Protobuf Packed vs Unpacked Encoding for Repeated Fields: A Complete Guide
Repeated scalar fields in Protocol Buffers can be encoded either as individual tag-value pairs (unpacked) or as a single length-delimited block (packed), with packed encoding reducing message size by eliminating per-element tags and improving parsing performance.
Protocol Buffers (protobuf) offers two distinct wire formats for encoding repeated scalar fields. Understanding the differences between protobuf packed vs unpacked encoding for repeated fields is essential for optimizing message size and deserialization performance in high-throughput systems. This guide examines the implementation details in the protocolbuffers/protobuf repository, covering wire format internals, compatibility guarantees, and practical C++ examples.
What Packed and Unpacked Encoding Mean
In protobuf wire format, a repeated field serializes each element sequentially.
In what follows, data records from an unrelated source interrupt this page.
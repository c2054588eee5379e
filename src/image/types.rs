//! Core types for image generation and editing.

use crate::error::DalleError;
use serde::{Deserialize, Serialize};
use std::path::PathBuf;
use std::str::FromStr;

/// PNG file signature: 89 50 4E 47 0D 0A 1A 0A
pub const PNG_SIGNATURE: [u8; 8] = [0x89, 0x50, 0x4E, 0x47, 0x0D, 0x0A, 0x1A, 0x0A];

/// Returns true if the data starts with the PNG signature.
pub fn is_png(data: &[u8]) -> bool {
    data.starts_with(&PNG_SIGNATURE)
}

/// Output dimensions accepted by the image API.
#[derive(Debug, Clone, Copy, Default, PartialEq, Eq, Serialize, Deserialize)]
pub enum ImageSize {
    /// 256x256 pixels.
    #[serde(rename = "256x256")]
    Small,
    /// 512x512 pixels.
    #[default]
    #[serde(rename = "512x512")]
    Medium,
    /// 1024x1024 pixels.
    #[serde(rename = "1024x1024")]
    Large,
}

impl ImageSize {
    /// Returns the size as sent on the wire (e.g., "512x512").
    pub fn as_str(&self) -> &'static str {
        match self {
            Self::Small => "256x256",
            Self::Medium => "512x512",
            Self::Large => "1024x1024",
        }
    }
}

impl std::fmt::Display for ImageSize {
    fn fmt(&self, f: &mut std::fmt::Formatter<'_>) -> std::fmt::Result {
        write!(f, "{}", self.as_str())
    }
}

impl FromStr for ImageSize {
    type Err = DalleError;

    fn from_str(s: &str) -> Result<Self, Self::Err> {
        match s {
            "256x256" => Ok(Self::Small),
            "512x512" => Ok(Self::Medium),
            "1024x1024" => Ok(Self::Large),
            other => Err(DalleError::Validation(format!(
                "size must be one of 256x256, 512x512, 1024x1024 (got '{other}')"
            ))),
        }
    }
}

/// How the API should return each result.
#[derive(Debug, Clone, Copy, Default, PartialEq, Eq, Serialize, Deserialize)]
#[serde(rename_all = "snake_case")]
pub enum ResponseFormat {
    /// A temporary URL pointing at the image.
    Url,
    /// The image inlined as base64.
    #[default]
    B64Json,
}

impl ResponseFormat {
    /// Returns the format as sent on the wire.
    pub fn as_str(&self) -> &'static str {
        match self {
            Self::Url => "url",
            Self::B64Json => "b64_json",
        }
    }
}

impl std::fmt::Display for ResponseFormat {
    fn fmt(&self, f: &mut std::fmt::Formatter<'_>) -> std::fmt::Result {
        write!(f, "{}", self.as_str())
    }
}

impl FromStr for ResponseFormat {
    type Err = DalleError;

    fn from_str(s: &str) -> Result<Self, Self::Err> {
        match s {
            "url" => Ok(Self::Url),
            "b64_json" => Ok(Self::B64Json),
            other => Err(DalleError::Validation(format!(
                "response format must be one of url, b64_json (got '{other}')"
            ))),
        }
    }
}

/// A request to generate images from a text prompt.
#[derive(Debug, Clone, PartialEq, Eq, Serialize)]
pub struct GenerationRequest {
    /// The text prompt describing the desired image.
    pub prompt: String,
    /// Number of images to generate.
    pub n: u32,
    /// Output dimensions.
    pub size: ImageSize,
    /// How results are returned.
    pub response_format: ResponseFormat,
}

impl GenerationRequest {
    /// Creates a request for a single image with default size and format.
    pub fn new(prompt: impl Into<String>) -> Self {
        Self {
            prompt: prompt.into(),
            n: 1,
            size: ImageSize::default(),
            response_format: ResponseFormat::default(),
        }
    }

    /// Sets the number of results.
    pub fn with_count(mut self, n: u32) -> Self {
        self.n = n;
        self
    }

    /// Sets the output dimensions.
    pub fn with_size(mut self, size: ImageSize) -> Self {
        self.size = size;
        self
    }

    /// Sets the response format.
    pub fn with_response_format(mut self, format: ResponseFormat) -> Self {
        self.response_format = format;
        self
    }
}

/// A request to edit an existing image, optionally restricted by a mask.
#[derive(Debug, Clone, PartialEq, Eq)]
pub struct EditRequest {
    /// Source image (PNG on disk).
    pub image: PathBuf,
    /// Mask whose transparent areas mark the editable region.
    pub mask: Option<PathBuf>,
    /// The text prompt describing the edit.
    pub prompt: String,
    /// Number of images to generate.
    pub n: u32,
    /// Output dimensions.
    pub size: ImageSize,
    /// How results are returned.
    pub response_format: ResponseFormat,
}

impl EditRequest {
    /// Creates an edit request for a single result with default size and format.
    pub fn new(image: impl Into<PathBuf>, prompt: impl Into<String>) -> Self {
        Self {
            image: image.into(),
            mask: None,
            prompt: prompt.into(),
            n: 1,
            size: ImageSize::default(),
            response_format: ResponseFormat::default(),
        }
    }

    /// Sets the mask image.
    pub fn with_mask(mut self, mask: impl Into<PathBuf>) -> Self {
        self.mask = Some(mask.into());
        self
    }

    /// Sets the number of results.
    pub fn with_count(mut self, n: u32) -> Self {
        self.n = n;
        self
    }

    /// Sets the output dimensions.
    pub fn with_size(mut self, size: ImageSize) -> Self {
        self.size = size;
        self
    }

    /// Sets the response format.
    pub fn with_response_format(mut self, format: ResponseFormat) -> Self {
        self.response_format = format;
        self
    }
}

/// Successful response from the generation and edit endpoints.
#[derive(Debug, Clone, Deserialize)]
pub struct ImageResponse {
    /// Unix timestamp of the generation.
    pub created: i64,
    /// Results in the order the API returned them.
    #[serde(default)]
    pub data: Vec<ImageData>,
}

/// A single result; which field is set depends on the requested format.
#[derive(Debug, Clone, Default, Deserialize)]
pub struct ImageData {
    /// Temporary URL, set for `url` responses.
    #[serde(default)]
    pub url: Option<String>,
    /// Base64 payload, set for `b64_json` responses.
    #[serde(default)]
    pub b64_json: Option<String>,
    /// Prompt as rewritten by the API, when it reports one.
    #[serde(default)]
    pub revised_prompt: Option<String>,
}

/// Error envelope returned on non-success status codes.
#[derive(Debug, Clone, Deserialize)]
pub struct ApiErrorResponse {
    /// The error details.
    pub error: ApiErrorBody,
}

/// Message and category of an API error.
#[derive(Debug, Clone, Deserialize)]
pub struct ApiErrorBody {
    /// Human-readable description.
    pub message: String,
    /// Error category (e.g., `invalid_request_error`).
    #[serde(rename = "type", default)]
    pub kind: Option<String>,
    /// Machine-readable code.
    #[serde(default)]
    pub code: Option<String>,
    /// Offending request parameter.
    #[serde(default)]
    pub param: Option<String>,
}

#[cfg(test)]
mod tests {
    use super::*;

    #[test]
    fn test_size_from_str() {
        assert_eq!("256x256".parse::<ImageSize>().unwrap(), ImageSize::Small);
        assert_eq!("512x512".parse::<ImageSize>().unwrap(), ImageSize::Medium);
        assert_eq!("1024x1024".parse::<ImageSize>().unwrap(), ImageSize::Large);
        assert!("1792x1024".parse::<ImageSize>().is_err());
        assert!("".parse::<ImageSize>().is_err());
    }

    #[test]
    fn test_response_format_from_str() {
        assert_eq!("url".parse::<ResponseFormat>().unwrap(), ResponseFormat::Url);
        assert_eq!(
            "b64_json".parse::<ResponseFormat>().unwrap(),
            ResponseFormat::B64Json
        );
        let err = "base64".parse::<ResponseFormat>().unwrap_err();
        assert!(matches!(err, DalleError::Validation(_)));
    }

    #[test]
    fn test_generation_request_serialization() {
        let req = GenerationRequest::new("A sunset")
            .with_count(3)
            .with_size(ImageSize::Large);
        let json = serde_json::to_value(&req).unwrap();
        assert_eq!(
            json,
            serde_json::json!({
                "prompt": "A sunset",
                "n": 3,
                "size": "1024x1024",
                "response_format": "b64_json",
            })
        );
    }

    #[test]
    fn test_response_deserialization() {
        let json = r#"{"created": 1589478378, "data": [{"b64_json": "AQID"}, {"url": "https://example.com/a.png"}]}"#;
        let resp: ImageResponse = serde_json::from_str(json).unwrap();
        assert_eq!(resp.created, 1589478378);
        assert_eq!(resp.data.len(), 2);
        assert_eq!(resp.data[0].b64_json.as_deref(), Some("AQID"));
        assert!(resp.data[0].url.is_none());
        assert_eq!(resp.data[1].url.as_deref(), Some("https://example.com/a.png"));
    }

    #[test]
    fn test_error_response_deserialization() {
        let json = r#"{"error": {"message": "Invalid image", "type": "invalid_request_error", "param": null, "code": null}}"#;
        let resp: ApiErrorResponse = serde_json::from_str(json).unwrap();
        assert_eq!(resp.error.message, "Invalid image");
        assert_eq!(resp.error.kind.as_deref(), Some("invalid_request_error"));
        assert!(resp.error.code.is_none());
    }

    #[test]
    fn test_is_png() {
        let mut data = PNG_SIGNATURE.to_vec();
        data.extend_from_slice(&[0, 0, 0, 13]);
        assert!(is_png(&data));
        assert!(!is_png(&[0xFF, 0xD8, 0xFF, 0xE0]));
        assert!(!is_png(&[]));
    }
}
The encoding method determines whether each element carries its own tag or shares a single tag as a block.
Wire Format Differences
| Encoding | Wire Type | Layout |
|---|---|---|
| Unpacked | VARINT, FIXED32, FIXED64, or LEN-DELIMITED (depends on scalar type) |
Each element is written as a full tag + value pair. |
| Packed | LEN-DELIMITED |
All elements are concatenated into a single length-delimited block; the tag is written once, followed by the total byte count and the raw values. |
The packed form reduces message size and improves parsing speed for large repeated numeric fields because it eliminates the 1-byte tag overhead per element.
Which Types Support Packing
Packed encoding is only allowed for numeric scalar types: int32, int64, uint32, uint64, sint32, sint64, bool, enum, fixed32, fixed64, sfixed32, sfixed64, float, and double.
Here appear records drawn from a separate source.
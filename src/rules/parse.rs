//! Parses one block of rule-language text into rules.
//!
//! The scripting host emits blocks in a mk-flavored line syntax:
//!
//! ```text
//! cc = gcc
//! include sub
//!
//! hello: hello.o
//!     $cc hello.o -o hello
//! %.o:D[%.d]: %.c
//!     $cc -MD -MF $dep -c $input -o $output
//! ```
//!
//! A header is `TARGETS : PREREQS` or `TARGETS : ATTRS : PREREQS`;
//! indented lines below it form the recipe. `include NAME` references
//! another rule set, returned to the caller for recursive resolution.

use regex::Regex;

use crate::error::{KnitError, Result};
use crate::rules::{Attrs, Rule, RuleSet, SourceLoc, Target};

/// Attribute letters accepted between the two colons of a rule header.
///
/// `V` virtual, `B` always rebuild, `N` nometa, `Q` quiet, `K`
/// keep-going, `E` no-fail, `L` linked multi-output, `R` regex targets,
/// `D[path]` dep-file pattern.
#[derive(Debug, Default)]
struct HeaderAttrs {
    attrs: Attrs,
    regex: bool,
}

/// Append the rules in `text` to `set`, returning the names of further
/// rule sets referenced by `include` lines, in first-appearance order.
pub fn parse_into(text: &str, set: &mut RuleSet, file: &str) -> Result<Vec<String>> {
    let mut refs: Vec<String> = Vec::new();
    let mut current: Option<Rule> = None;

    for (idx, raw) in text.lines().enumerate() {
        let line_no = idx + 1;

        if raw.starts_with([' ', '\t']) {
            let line = raw.trim();
            if line.is_empty() {
                continue;
            }
            match current.as_mut() {
                Some(rule) => rule.recipe.push(line.to_string()),
                None => return Err(parse_err(file, line_no, "recipe line outside a rule")),
            }
            continue;
        }

        // Any non-indented line closes the rule being collected.
        if let Some(rule) = current.take() {
            set.rules.push(rule);
        }

        let line = raw.trim();
        if line.is_empty() || line.starts_with('#') {
            continue;
        }

        if let Some(name) = line.strip_prefix("include ") {
            let name = name.trim().to_string();
            if name.is_empty() {
                return Err(parse_err(file, line_no, "include without a rule-set name"));
            }
            if !refs.contains(&name) {
                refs.push(name);
            }
            continue;
        }

        if let Some((key, value)) = split_assignment(line) {
            set.vars.insert(key.to_string(), value.to_string());
            continue;
        }

        current = Some(parse_header(line, file, line_no)?);
    }

    if let Some(rule) = current.take() {
        set.rules.push(rule);
    }

    Ok(refs)
}

/// `name = value` with an identifier key and no colon before the `=`.
fn split_assignment(line: &str) -> Option<(&str, &str)> {
    let eq = line.find('=')?;
    let key = line[..eq].trim();
    if key.is_empty()
        || !key
            .chars()
            .all(|c| c.is_ascii_alphanumeric() || c == '_')
    {
        return None;
    }
    Some((key, line[eq + 1..].trim()))
}

fn parse_header(line: &str, file: &str, line_no: usize) -> Result<Rule> {
    let loc = SourceLoc {
        file: file.to_string(),
        line: line_no,
    };

    let mut parts = line.splitn(3, ':');
    let targets_part = parts.next().unwrap_or_default();
    let second = match parts.next() {
        Some(s) => s,
        None => return Err(parse_err(file, line_no, "expected ':' in rule header")),
    };
    let third = parts.next();

    let (header_attrs, prereqs_part) = match third {
        Some(rest) => match parse_attrs(second.trim()) {
            Some(h) => (h, rest.to_string()),
            // Not an attribute string: the colon belonged to a path.
            None => (HeaderAttrs::default(), format!("{}:{}", second, rest)),
        },
        None => (HeaderAttrs::default(), second.to_string()),
    };

    let target_names: Vec<&str> = targets_part.split_whitespace().collect();
    if target_names.is_empty() {
        return Err(parse_err(file, line_no, "rule has no targets"));
    }

    let mut targets = Vec::with_capacity(target_names.len());
    for name in target_names {
        targets.push(parse_target(name, header_attrs.regex, file, line_no)?);
    }

    let prereqs: Vec<String> = prereqs_part
        .split_whitespace()
        .map(str::to_string)
        .collect();

    let mut rule = Rule::new(targets, prereqs, loc);
    rule.attrs = header_attrs.attrs;

    if !rule.is_meta() {
        if let Some(p) = rule.prereqs.iter().find(|p| p.contains('%')) {
            return Err(parse_err(
                file,
                line_no,
                &format!("'%' in prerequisite '{}' outside a meta rule", p),
            ));
        }
    }
    Ok(rule)
}

fn parse_target(name: &str, regex: bool, file: &str, line_no: usize) -> Result<Target> {
    if regex {
        let anchored = format!("^(?:{})$", name);
        return Regex::new(&anchored)
            .map(Target::MetaRegex)
            .map_err(|e| parse_err(file, line_no, &format!("bad target regex '{}': {}", name, e)));
    }
    match name.matches('%').count() {
        0 => Ok(Target::Plain(name.to_string())),
        1 => Ok(Target::MetaPercent(name.to_string())),
        _ => Err(parse_err(
            file,
            line_no,
            &format!("target pattern '{}' has more than one '%'", name),
        )),
    }
}

fn parse_attrs(s: &str) -> Option<HeaderAttrs> {
    let mut out = HeaderAttrs::default();
    let mut chars = s.char_indices().peekable();
    while let Some((i, c)) = chars.next() {
        match c {
            'V' => out.attrs.virtual_ = true,
            'B' => out.attrs.rebuild = true,
            'N' => out.attrs.nometa = true,
            'Q' => out.attrs.quiet = true,
            'K' => out.attrs.keep_going = true,
            'E' => out.attrs.no_fail = true,
            'L' => out.attrs.linked = true,
            'R' => out.regex = true,
            'D' => {
                if !matches!(chars.peek(), Some((_, '['))) {
                    return None;
                }
                let rest = &s[i + 2..];
                let close = rest.find(']')?;
                out.attrs.dep = Some(rest[..close].to_string());
                // Skip past the bracketed pattern.
                while let Some((_, c)) = chars.next() {
                    if c == ']' {
                        break;
                    }
                }
            }
            _ => return None,
        }
    }
    Some(out)
}

fn parse_err(file: &str, line: usize, msg: &str) -> KnitError {
    KnitError::Parse {
        file: file.to_string(),
        line,
        msg: msg.to_string(),
    }
}

#[cfg(test)]
mod tests {
    use super::*;

    fn parse(text: &str) -> Result<(RuleSet, Vec<String>)> {
        let mut set = RuleSet::new("root", "");
        let refs = parse_into(text, &mut set, "knitfile")?;
        Ok((set, refs))
    }

    #[test]
    fn test_parse_plain_rule_with_recipe() {
        let (set, refs) = parse("hello: hello.o\n\tcc hello.o -o hello\n").unwrap();
        assert!(refs.is_empty());
        assert_eq!(set.rules.len(), 1);
        let rule = &set.rules[0];
        assert_eq!(rule.targets, vec![Target::Plain("hello".to_string())]);
        assert_eq!(rule.prereqs, vec!["hello.o".to_string()]);
        assert_eq!(rule.recipe, vec!["cc hello.o -o hello".to_string()]);
        assert_eq!(rule.loc.line, 1);
    }

    #[test]
    fn test_parse_percent_rule() {
        let (set, _) = parse("%.o: %.c\n\tcc -c $input -o $output\n").unwrap();
        let rule = &set.rules[0];
        assert_eq!(rule.targets, vec![Target::MetaPercent("%.o".to_string())]);
        assert!(rule.is_meta());
    }

    #[test]
    fn test_parse_attrs_between_colons() {
        let (set, _) = parse("all:VBN: hello goodbye\n").unwrap();
        let rule = &set.rules[0];
        assert!(rule.attrs.virtual_);
        assert!(rule.attrs.rebuild);
        assert!(rule.attrs.nometa);
        assert_eq!(rule.prereqs.len(), 2);
    }

    #[test]
    fn test_parse_dep_attr() {
        let (set, _) = parse("%.o:D[%.d]: %.c\n\tcc -MD -c $input\n").unwrap();
        assert_eq!(set.rules[0].attrs.dep.as_deref(), Some("%.d"));
    }

    #[test]
    fn test_parse_regex_rule() {
        let (set, _) = parse("(\\w+)\\.bin:R: \\1.s\n").unwrap();
        match &set.rules[0].targets[0] {
            Target::MetaRegex(re) => assert!(re.is_match("boot.bin")),
            other => panic!("expected regex target, got {:?}", other),
        }
    }

    #[test]
    fn test_colon_in_prereq_path_is_not_attrs() {
        // The middle segment has whitespace, so it cannot be an attr
        // string and the second colon belongs to the prerequisite list.
        let (set, _) = parse("out: a b: c\n").unwrap();
        assert_eq!(set.rules[0].prereqs, vec!["a", "b:", "c"]);
    }

    #[test]
    fn test_include_and_vars() {
        let text = "cc = gcc\ninclude sub\ninclude sub\nall:V: sub/out\n";
        let (set, refs) = parse(text).unwrap();
        assert_eq!(refs, vec!["sub".to_string()]);
        assert_eq!(set.vars.get("cc").map(String::as_str), Some("gcc"));
    }

    #[test]
    fn test_two_percent_targets_rejected() {
        let err = parse("%.%.o: x\n").unwrap_err();
        assert!(matches!(err, KnitError::Parse { line: 1, .. }));
    }

    #[test]
    fn test_recipe_outside_rule_rejected() {
        let err = parse("\techo hi\n").unwrap_err();
        assert!(matches!(err, KnitError::Parse { .. }));
    }

    #[test]
    fn test_percent_prereq_outside_meta_rejected() {
        let err = parse("hello: %.c\n").unwrap_err();
        assert!(matches!(err, KnitError::Parse { .. }));
    }

    #[test]
    fn test_comments_and_blanks_ignored() {
        let (set, _) = parse("# build rules\n\nhello: hello.o\n\n\tcc -o hello hello.o\n").unwrap();
        assert_eq!(set.rules.len(), 1);
        assert_eq!(set.rules[0].recipe.len(), 1);
    }

    #[test]
    fn test_multiple_rules_close_correctly() {
        let text = "a: b\n\tmake-a\nb:\n\tmake-b\n";
        let (set, _) = parse(text).unwrap();
        assert_eq!(set.rules.len(), 2);
        assert_eq!(set.rules[0].recipe, vec!["make-a".to_string()]);
        assert_eq!(set.rules[1].recipe, vec!["make-b".to_string()]);
    }
}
Message-type repeated fields can never be packed because each sub-message requires its own tag to delimit its length.
How the Protobuf Library Chooses the Encoding
The decision between packed and unpacked happens at three layers: descriptor inspection, serialization, and deserialization.
Descriptor Level
The FieldDescriptor::is_packed() accessor in src/google/protobuf/descriptor.cc (around line 4248) tells the runtime whether the field was declared with the packed=true option or the proto3 default.
// Conceptual representation from descriptor.cc
bool FieldDescriptor::is_packed() const {
// Returns true if packed option is set or proto3 default applies
return internal::cpp::IsFieldPacked(this);
}
Serialization Logic
When WireFormat::SerializeWithCachedSizes (or the low-level WireFormatLite) processes a repeated field, it checks field->is_packed() to select the code path. The implementation in src/google/protobuf/wire_format.cc (lines 1269-1295) handles the packed case:
if (field->is_packed()) {
// Write a length-delimited block with all values
target = stream->Write##TYPE_METHOD##Packed(...);
}
For packed fields, the serializer concatenates all primitive values into a contiguous byte array, prefixes it with the field tag and total length, and writes it as a single LEN-DELIMITED record.
Deserialization Logic
During parsing, the generic decoder in WireFormat examines the wire-type. If it encounters a length-delimited field where a packed field is expected, it forwards the payload to the packed-reader helpers in src/google/protobuf/wire_format_lite.h (e.g., ReadPackedPrimitive around lines 306-311):
template <typename CType, enum FieldType DeclaredType>
inline bool WireFormatLite::ReadPackedPrimitive(
io::CodedInputStream* input, RepeatedField<CType>* values) {
// Reads length-delimited block and parses each element
}
The parser also tolerates the unpacked representation for packed fields, enabling forward- and backward-compatible parsing across different protobuf versions.
Wire Compatibility Between Packed and Unpacked
Protobuf guarantees that packed and unpacked encodings are mutually compatible. You can upgrade a field from unpacked to packed (or vice versa) without breaking wire compatibility.
Packed to Unpacked Parsing
A message serialized with a packed field can be parsed by a decoder expecting unpacked fields. The parser detects the length-delimited payload, enters the packed-reading loop, and extracts each element individually. This behavior is exercised in the unit test ParsePackedFromUnpacked in src/google/protobuf/wire_format_unittest.h (lines 1314-1327).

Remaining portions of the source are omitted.